As in the Foxp2 KO striatum, in which increased DCTN1 was observed, in mice in which we induced the overexpression of FOXP2^R553H in the striatum, we found up-regulation of DCTN1 in striatal neurons (Supplementary Fig. 4F–J). We then decreased the increased level of Dctn1 with shRNA to determine whether this would ameliorate deficits in TrkB-RFP endosome trafficking and neurite outgrowth. The abnormalities of TrkB-RFP-labelled vesicle transport were rescued by this knockdown of DCTN1 in FOXP2^R553H-expressing neurons (Fig. 7D–G and Supplementary Videos 9–12). Furthermore, Dctn1 knockdown restored neurite lengths and dendritic arborization of striatal neurons of WT mice infected with pJHUG-H1-shDctn1-Ubi-FOXP2^R553H-p2A-GFP (shDctn1-FOXP2^R553H-GFP) lentivirus relative to those observed in WT mice infected with the control pJHUG-H1-shLacZ-Ubi-FOXP2^R553H-p2A-GFP (shLacZ-FOXP2^R553H-GFP) lentivirus in vivo (Fig. 7H and L–N).
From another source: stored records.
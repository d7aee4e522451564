pub mod generate;
pub mod load_config;
pub mod manifest;

use std::fs;
use std::path::PathBuf;

use anyhow::{bail, Context, Result};
use clap::{Parser, Subcommand, ValueEnum};
use tracing::warn;

use aurora_readme_core::assemble::Session;
use aurora_readme_core::badge::{BadgeKind, BadgeStyle};
use aurora_readme_core::contract::{SectionKind, Style};
use aurora_readme_core::session::SessionStore;

use generate::GeminiClient;
use load_config::Config;

/// CLI for aurora-readme: assemble a project README from model-generated
/// sections, a logo and badges.
#[derive(Parser)]
#[clap(
    name = "aurora-readme",
    version,
    about = "Assemble a project README from model-generated sections, a logo and badges"
)]
pub struct Cli {
    /// Path to the YAML config file
    #[clap(long, global = true)]
    pub config: Option<PathBuf>,

    /// Override the session state file location
    #[clap(long, global = true)]
    pub state: Option<PathBuf>,

    #[clap(subcommand)]
    pub command: Commands,
}

#[derive(Subcommand)]
pub enum Commands {
    /// Set the working repository (GitHub URL or owner/repo) and start a fresh README
    Init {
        /// Repository locator, e.g. "vercel/next.js" or a github.com URL
        locator: String,
    },
    /// Create one README section and append it to the document
    Section {
        #[clap(value_enum)]
        kind: SectionArg,
        /// Name of the custom section (required with `custom`)
        #[clap(long)]
        name: Option<String>,
    },
    /// Create all standard sections in order, stopping at the first failure
    All,
    /// Create a project logo (shown in previews, never written into the document)
    Logo,
    /// Revise the whole document in the configured writing style
    Improve,
    /// Insert a repository metric badge under the title
    Badge {
        #[clap(value_enum)]
        kind: BadgeArg,
        /// Visual style for the badge image
        #[clap(long, value_enum)]
        style: Option<BadgeStyleArg>,
    },
    /// Change the writing style used for generation
    Style {
        #[clap(value_enum)]
        style: StyleArg,
    },
    /// Print the README (the logo embed is included unless --raw)
    Show {
        /// Print the raw document buffer without the logo overlay
        #[clap(long)]
        raw: bool,
    },
    /// Write the README buffer to a file
    Export {
        #[clap(default_value = "README.md")]
        path: PathBuf,
    },
}

#[derive(Debug, Clone, Copy, PartialEq, Eq, ValueEnum)]
pub enum SectionArg {
    Introduction,
    Features,
    TechStack,
    Installation,
    Usage,
    Contributing,
    License,
    Custom,
}

impl From<SectionArg> for SectionKind {
    fn from(arg: SectionArg) -> Self {
        match arg {
            SectionArg::Introduction => SectionKind::Introduction,
            SectionArg::Features => SectionKind::Features,
            SectionArg::TechStack => SectionKind::TechStack,
            SectionArg::Installation => SectionKind::Installation,
            SectionArg::Usage => SectionKind::Usage,
            SectionArg::Contributing => SectionKind::Contributing,
            SectionArg::License => SectionKind::License,
            SectionArg::Custom => SectionKind::Custom,
        }
    }
}

#[derive(Debug, Clone, Copy, PartialEq, Eq, ValueEnum)]
pub enum BadgeArg {
    License,
    Stars,
    Forks,
    IssuesOpen,
    IssuesPrOpen,
    Contributors,
    LastCommit,
    RepoSize,
}

impl From<BadgeArg> for BadgeKind {
    fn from(arg: BadgeArg) -> Self {
        match arg {
            BadgeArg::License => BadgeKind::License,
            BadgeArg::Stars => BadgeKind::Stars,
            BadgeArg::Forks => BadgeKind::Forks,
            BadgeArg::IssuesOpen => BadgeKind::IssuesOpen,
            BadgeArg::IssuesPrOpen => BadgeKind::IssuesPrOpen,
            BadgeArg::Contributors => BadgeKind::Contributors,
            BadgeArg::LastCommit => BadgeKind::LastCommit,
            BadgeArg::RepoSize => BadgeKind::RepoSize,
        }
    }
}

#[derive(Debug, Clone, Copy, PartialEq, Eq, ValueEnum)]
pub enum BadgeStyleArg {
    Flat,
    FlatSquare,
    Plastic,
    ForTheBadge,
    Social,
}

impl From<BadgeStyleArg> for BadgeStyle {
    fn from(arg: BadgeStyleArg) -> Self {
        match arg {
            BadgeStyleArg::Flat => BadgeStyle::Flat,
            BadgeStyleArg::FlatSquare => BadgeStyle::FlatSquare,
            BadgeStyleArg::Plastic => BadgeStyle::Plastic,
            BadgeStyleArg::ForTheBadge => BadgeStyle::ForTheBadge,
            BadgeStyleArg::Social => BadgeStyle::Social,
        }
    }
}

#[derive(Debug, Clone, Copy, PartialEq, Eq, ValueEnum)]
pub enum StyleArg {
    Professional,
    Friendly,
    Concise,
}

impl From<StyleArg> for Style {
    fn from(arg: StyleArg) -> Self {
        match arg {
            StyleArg::Professional => Style::Professional,
            StyleArg::Friendly => Style::Friendly,
            StyleArg::Concise => Style::Concise,
        }
    }
}

/// Extracted async CLI logic entrypoint for integration tests and main().
pub async fn run(cli: Cli) -> Result<()> {
    let config = load_config::load(cli.config.as_deref())?;
    let store = SessionStore::new(state_path(cli.state, &config)?);
    let mut session = match store.load() {
        Some(snapshot) => Session::from_snapshot(snapshot),
        None => Session::new(),
    };

    match cli.command {
        Commands::Init { locator } => {
            let summary = session.set_repository(&locator)?.to_string();
            persist(&store, &session);
            println!("Repository set: {summary}");
            println!("You can now generate sections for your README.");
        }
        Commands::Section { kind, name } => {
            let kind: SectionKind = kind.into();
            if kind == SectionKind::Custom && name.is_none() {
                bail!("--name is required for a custom section");
            }
            if kind != SectionKind::Custom && name.is_some() {
                bail!("--name is only valid with the custom section type");
            }
            let client = GeminiClient::from_env(&config)?;
            let result = session
                .generate_section(&client, kind, name.as_deref())
                .await;
            persist(&store, &session);
            result?;
            let label = name.unwrap_or_else(|| kind.display_name().to_string());
            println!("The \"{label}\" section has been added to your README.");
        }
        Commands::All => {
            let client = GeminiClient::from_env(&config)?;
            let result = session.generate_all(&client).await;
            // Prior successful appends are kept even when a later section
            // failed, so the snapshot is written either way.
            persist(&store, &session);
            result?;
            println!("README generated: the standard sections have been created.");
        }
        Commands::Logo => {
            let client = GeminiClient::from_env(&config)?;
            let result = session.generate_logo(&client).await;
            persist(&store, &session);
            result?;
            println!("A new logo has been created for your project.");
        }
        Commands::Improve => {
            let client = GeminiClient::from_env(&config)?;
            let result = session.improve(&client).await;
            persist(&store, &session);
            result?;
            println!("Your README has been revised.");
        }
        Commands::Badge { kind, style } => {
            let kind: BadgeKind = kind.into();
            let style = style.map(BadgeStyle::from).or_else(|| kind.default_style());
            session.add_badge(kind, style)?;
            persist(&store, &session);
            println!("The {} badge has been added to your README.", kind.slug());
        }
        Commands::Style { style } => {
            session.set_style(style.into());
            persist(&store, &session);
            println!("Writing style set to {}.", session.style().as_str());
        }
        Commands::Show { raw } => {
            if raw {
                println!("{}", session.document());
            } else {
                println!("{}", session.compose_for_display());
            }
        }
        Commands::Export { path } => {
            fs::write(&path, session.document())
                .with_context(|| format!("failed to write README to {path:?}"))?;
            println!("README written to {}.", path.display());
        }
    }

    Ok(())
}

/// Resolves the session state file: flag, then config, then the user data
/// directory.
fn state_path(flag: Option<PathBuf>, config: &Config) -> Result<PathBuf> {
    if let Some(path) = flag {
        return Ok(path);
    }
    if let Some(path) = &config.state_path {
        return Ok(path.clone());
    }
    let base = dirs::data_dir().context("could not determine a data directory for session state")?;
    Ok(base.join("aurora-readme").join("session.json"))
}

/// Persistence failures are logged and never fatal.
fn persist(store: &SessionStore, session: &Session) {
    if let Err(e) = store.save(&session.snapshot()) {
        warn!(error = ?e, path = %store.path().display(), "failed to save session snapshot");
    }
}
Dctn1 knockdown restores morphological and physiological deficits in SPNs of FOXP2^R553H mice

We asked whether FOXP2^R553H-induced deficits in vocalization could be mitigated by knocking down striatal DCTN1. To study the interaction of human WT FOXP2^WT and FOXP2^R553H mutant proteins in the mouse brain in vivo, we microinjected pJHUG-H1-shLacZ-Ubi-FOXP2^R553H-p2A-mCherry (shLacZ-FOXP2^R553H-mCherry) lentivirus into the newborn striatum of Foxp2^H^/− mice that carried a humanized version of the WT Foxp2 allele (H) and a mouse Foxp2 null allele (−) (Fig. 8A).¹⁶ We expressed the FOXP2^R553H mutant gene in Foxp2^H^/− mice to model human KE patients carrying the heterozygous FOXP2^R553H mutant allele. Morphological analysis indicated reductions in neurite lengths and branches of mCherry+ cells in the striatum of Foxp2^H^/−;shLacZ-FOXP2^R553H-mCherry mice compared with control values in Foxp2^H^/−;shLacZ-FOXP2^WT-mCherry mice (Fig. 8B, B′, C and D). Remarkably, Dctn1 knockdown restored neurite lengths and arborization of mCherry+ cells in the striatum of Foxp2^H^/−;shDctn1-FOXP2^R553H-mCherry mice compared with control Foxp2^H^/−;shLacZ-FOXP2^R553H-mCherry mice (Fig. 8B, B′, C, D and Supplementary Fig. 10B).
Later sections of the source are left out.